(Records Opens)

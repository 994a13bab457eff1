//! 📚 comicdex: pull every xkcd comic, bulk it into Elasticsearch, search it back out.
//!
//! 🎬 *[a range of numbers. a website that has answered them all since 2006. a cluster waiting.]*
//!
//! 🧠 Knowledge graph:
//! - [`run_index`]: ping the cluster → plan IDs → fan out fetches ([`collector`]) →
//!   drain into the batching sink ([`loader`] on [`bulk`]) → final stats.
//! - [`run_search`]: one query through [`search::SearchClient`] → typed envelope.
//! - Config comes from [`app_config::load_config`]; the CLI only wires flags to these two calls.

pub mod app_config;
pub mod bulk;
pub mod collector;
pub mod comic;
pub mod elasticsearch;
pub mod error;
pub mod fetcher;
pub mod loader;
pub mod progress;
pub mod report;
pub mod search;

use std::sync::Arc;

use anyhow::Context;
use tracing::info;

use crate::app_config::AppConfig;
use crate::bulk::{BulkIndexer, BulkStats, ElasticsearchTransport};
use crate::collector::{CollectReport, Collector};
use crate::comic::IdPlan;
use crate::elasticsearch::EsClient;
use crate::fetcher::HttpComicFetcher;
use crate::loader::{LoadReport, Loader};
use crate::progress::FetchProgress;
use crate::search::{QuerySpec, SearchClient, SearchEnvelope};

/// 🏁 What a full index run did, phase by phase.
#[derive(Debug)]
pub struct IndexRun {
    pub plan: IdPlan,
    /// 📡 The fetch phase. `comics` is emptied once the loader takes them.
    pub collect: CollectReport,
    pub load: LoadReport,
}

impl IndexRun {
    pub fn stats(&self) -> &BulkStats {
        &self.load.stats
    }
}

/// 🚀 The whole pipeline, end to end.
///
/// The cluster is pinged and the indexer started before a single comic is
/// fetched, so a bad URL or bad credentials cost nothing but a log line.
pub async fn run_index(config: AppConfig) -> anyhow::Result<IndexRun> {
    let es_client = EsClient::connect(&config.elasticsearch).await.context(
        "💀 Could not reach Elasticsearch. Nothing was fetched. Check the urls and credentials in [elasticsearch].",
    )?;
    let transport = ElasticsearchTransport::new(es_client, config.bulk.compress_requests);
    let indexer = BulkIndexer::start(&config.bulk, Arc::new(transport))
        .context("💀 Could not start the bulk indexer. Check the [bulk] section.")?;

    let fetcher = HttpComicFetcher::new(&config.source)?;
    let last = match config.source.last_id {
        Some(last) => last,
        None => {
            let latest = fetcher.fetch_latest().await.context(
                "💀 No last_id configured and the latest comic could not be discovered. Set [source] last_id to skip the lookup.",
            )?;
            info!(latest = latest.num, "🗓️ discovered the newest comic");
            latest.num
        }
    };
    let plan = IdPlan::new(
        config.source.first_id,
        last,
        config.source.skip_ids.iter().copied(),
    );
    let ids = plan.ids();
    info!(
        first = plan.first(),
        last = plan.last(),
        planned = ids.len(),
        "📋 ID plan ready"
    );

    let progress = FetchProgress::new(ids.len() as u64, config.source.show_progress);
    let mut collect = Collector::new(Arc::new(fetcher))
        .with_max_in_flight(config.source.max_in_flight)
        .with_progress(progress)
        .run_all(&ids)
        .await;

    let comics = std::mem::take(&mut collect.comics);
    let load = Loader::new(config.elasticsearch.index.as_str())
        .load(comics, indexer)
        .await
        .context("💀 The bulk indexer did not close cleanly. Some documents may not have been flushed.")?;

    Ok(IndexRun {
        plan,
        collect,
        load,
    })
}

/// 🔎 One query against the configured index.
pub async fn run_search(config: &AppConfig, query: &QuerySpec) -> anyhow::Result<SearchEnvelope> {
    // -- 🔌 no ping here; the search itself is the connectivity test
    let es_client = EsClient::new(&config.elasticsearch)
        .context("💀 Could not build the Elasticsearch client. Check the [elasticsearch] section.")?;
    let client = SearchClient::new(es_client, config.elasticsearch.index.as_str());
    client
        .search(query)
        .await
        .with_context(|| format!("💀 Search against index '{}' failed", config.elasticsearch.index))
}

(Records Closes)
(Records Opens)

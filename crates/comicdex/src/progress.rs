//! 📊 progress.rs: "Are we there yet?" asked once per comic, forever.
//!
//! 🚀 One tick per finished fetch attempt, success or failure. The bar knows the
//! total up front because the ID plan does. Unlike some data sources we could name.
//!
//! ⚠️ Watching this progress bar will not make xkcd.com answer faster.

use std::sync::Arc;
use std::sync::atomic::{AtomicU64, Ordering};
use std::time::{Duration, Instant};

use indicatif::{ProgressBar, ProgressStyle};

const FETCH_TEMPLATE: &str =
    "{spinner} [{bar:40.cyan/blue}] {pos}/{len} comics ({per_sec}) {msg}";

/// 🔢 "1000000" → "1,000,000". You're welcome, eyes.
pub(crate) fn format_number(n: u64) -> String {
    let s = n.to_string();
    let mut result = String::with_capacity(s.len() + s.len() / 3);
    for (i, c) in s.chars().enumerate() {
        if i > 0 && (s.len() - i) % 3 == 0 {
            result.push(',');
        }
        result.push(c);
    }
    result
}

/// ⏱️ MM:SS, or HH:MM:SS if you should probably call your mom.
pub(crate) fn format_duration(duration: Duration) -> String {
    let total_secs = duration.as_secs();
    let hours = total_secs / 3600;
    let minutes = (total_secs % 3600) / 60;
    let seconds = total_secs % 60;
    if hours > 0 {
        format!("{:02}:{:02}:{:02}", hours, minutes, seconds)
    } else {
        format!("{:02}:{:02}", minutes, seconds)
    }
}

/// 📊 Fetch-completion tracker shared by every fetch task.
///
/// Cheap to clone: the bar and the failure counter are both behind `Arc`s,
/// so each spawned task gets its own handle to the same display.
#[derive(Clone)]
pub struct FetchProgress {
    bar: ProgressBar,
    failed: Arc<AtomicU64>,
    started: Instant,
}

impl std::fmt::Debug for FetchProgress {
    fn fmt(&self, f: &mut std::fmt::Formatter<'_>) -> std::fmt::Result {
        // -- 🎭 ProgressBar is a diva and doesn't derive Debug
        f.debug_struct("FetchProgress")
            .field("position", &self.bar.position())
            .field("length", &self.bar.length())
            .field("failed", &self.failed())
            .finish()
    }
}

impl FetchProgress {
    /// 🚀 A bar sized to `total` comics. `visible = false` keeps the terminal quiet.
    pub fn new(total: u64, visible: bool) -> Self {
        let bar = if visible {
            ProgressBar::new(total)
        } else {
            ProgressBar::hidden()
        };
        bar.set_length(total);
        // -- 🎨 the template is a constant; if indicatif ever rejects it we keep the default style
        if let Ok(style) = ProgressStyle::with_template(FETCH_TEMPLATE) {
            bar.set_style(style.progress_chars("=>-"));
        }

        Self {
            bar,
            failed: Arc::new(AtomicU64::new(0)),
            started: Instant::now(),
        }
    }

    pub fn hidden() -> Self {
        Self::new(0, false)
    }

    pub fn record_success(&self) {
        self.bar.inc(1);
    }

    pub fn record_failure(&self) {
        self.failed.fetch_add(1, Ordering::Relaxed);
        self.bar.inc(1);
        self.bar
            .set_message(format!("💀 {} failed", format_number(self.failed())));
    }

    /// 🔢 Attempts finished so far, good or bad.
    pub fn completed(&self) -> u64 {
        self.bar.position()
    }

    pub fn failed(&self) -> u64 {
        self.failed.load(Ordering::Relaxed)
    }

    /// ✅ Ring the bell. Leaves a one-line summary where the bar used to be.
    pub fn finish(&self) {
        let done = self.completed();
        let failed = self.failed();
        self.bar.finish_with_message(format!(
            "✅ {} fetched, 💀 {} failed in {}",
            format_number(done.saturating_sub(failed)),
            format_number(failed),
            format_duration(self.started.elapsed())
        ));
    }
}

(Records Closes)
(Records Opens)

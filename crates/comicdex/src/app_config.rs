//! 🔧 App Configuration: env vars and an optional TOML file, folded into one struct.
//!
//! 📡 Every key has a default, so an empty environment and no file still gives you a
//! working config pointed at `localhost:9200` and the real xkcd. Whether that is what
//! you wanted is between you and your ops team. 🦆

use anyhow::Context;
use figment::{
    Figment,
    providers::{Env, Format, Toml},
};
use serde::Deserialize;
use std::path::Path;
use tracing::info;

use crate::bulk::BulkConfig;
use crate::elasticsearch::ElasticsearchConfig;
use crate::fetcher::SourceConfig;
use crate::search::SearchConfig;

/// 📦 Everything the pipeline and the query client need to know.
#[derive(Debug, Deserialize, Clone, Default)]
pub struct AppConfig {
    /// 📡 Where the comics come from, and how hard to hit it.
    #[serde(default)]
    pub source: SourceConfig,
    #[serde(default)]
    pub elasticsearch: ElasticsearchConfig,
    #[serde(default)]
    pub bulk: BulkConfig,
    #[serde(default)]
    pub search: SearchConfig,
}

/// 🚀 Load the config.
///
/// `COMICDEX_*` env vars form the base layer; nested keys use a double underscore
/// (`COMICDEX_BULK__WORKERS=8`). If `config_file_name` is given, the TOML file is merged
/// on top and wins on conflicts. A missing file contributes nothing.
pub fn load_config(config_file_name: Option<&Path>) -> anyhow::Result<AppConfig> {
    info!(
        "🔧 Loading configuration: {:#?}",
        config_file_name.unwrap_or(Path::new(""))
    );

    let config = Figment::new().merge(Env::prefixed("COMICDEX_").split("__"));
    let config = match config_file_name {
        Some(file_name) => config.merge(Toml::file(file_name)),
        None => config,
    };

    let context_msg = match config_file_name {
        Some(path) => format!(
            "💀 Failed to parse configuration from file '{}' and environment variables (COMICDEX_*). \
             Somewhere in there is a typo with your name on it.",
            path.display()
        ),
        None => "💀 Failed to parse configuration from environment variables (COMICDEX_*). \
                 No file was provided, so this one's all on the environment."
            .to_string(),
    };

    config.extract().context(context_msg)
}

(Records Closes)

Would you retype exactly the lines above, from the line with "per comic, forever." to the line with "doesn't derive Debug", with both end lines kept and nothing more?

**Your solution**
//! 📊 progress.rs: "Are we there yet?" asked once per comic, forever.
//!
//! 🚀 One tick per finished fetch attempt, success or failure. The bar knows the
//! total up front because the ID plan does. Unlike some data sources we could name.
//!
//! ⚠️ Watching this progress bar will not make xkcd.com answer faster.

use std::sync::Arc;
use std::sync::atomic::{AtomicU64, Ordering};
use std::time::{Duration, Instant};

use indicatif::{ProgressBar, ProgressStyle};

const FETCH_TEMPLATE: &str =
    "{spinner} [{bar:40.cyan/blue}] {pos}/{len} comics ({per_sec}) {msg}";

/// 🔢 "1000000" → "1,000,000". You're welcome, eyes.
pub(crate) fn format_number(n: u64) -> String {
    let s = n.to_string();
    let mut result = String::with_capacity(s.len() + s.len() / 3);
    for (i, c) in s.chars().enumerate() {
        if i > 0 && (s.len() - i) % 3 == 0 {
            result.push(',');
        }
        result.push(c);
    }
    result
}

/// ⏱️ MM:SS, or HH:MM:SS if you should probably call your mom.
pub(crate) fn format_duration(duration: Duration) -> String {
    let total_secs = duration.as_secs();
    let hours = total_secs / 3600;
    let minutes = (total_secs % 3600) / 60;
    let seconds = total_secs % 60;
    if hours > 0 {
        format!("{:02}:{:02}:{:02}", hours, minutes, seconds)
    } else {
        format!("{:02}:{:02}", minutes, seconds)
    }
}

/// 📊 Fetch-completion tracker shared by every fetch task.
///
/// Cheap to clone: the bar and the failure counter are both behind `Arc`s,
/// so each spawned task gets its own handle to the same display.
#[derive(Clone)]
pub struct FetchProgress {
    bar: ProgressBar,
    failed: Arc<AtomicU64>,
    started: Instant,
}

impl std::fmt::Debug for FetchProgress {
    fn fmt(&self, f: &mut std::fmt::Formatter<'_>) -> std::fmt::Result {
        // -- 🎭 ProgressBar is a diva and doesn't derive Debug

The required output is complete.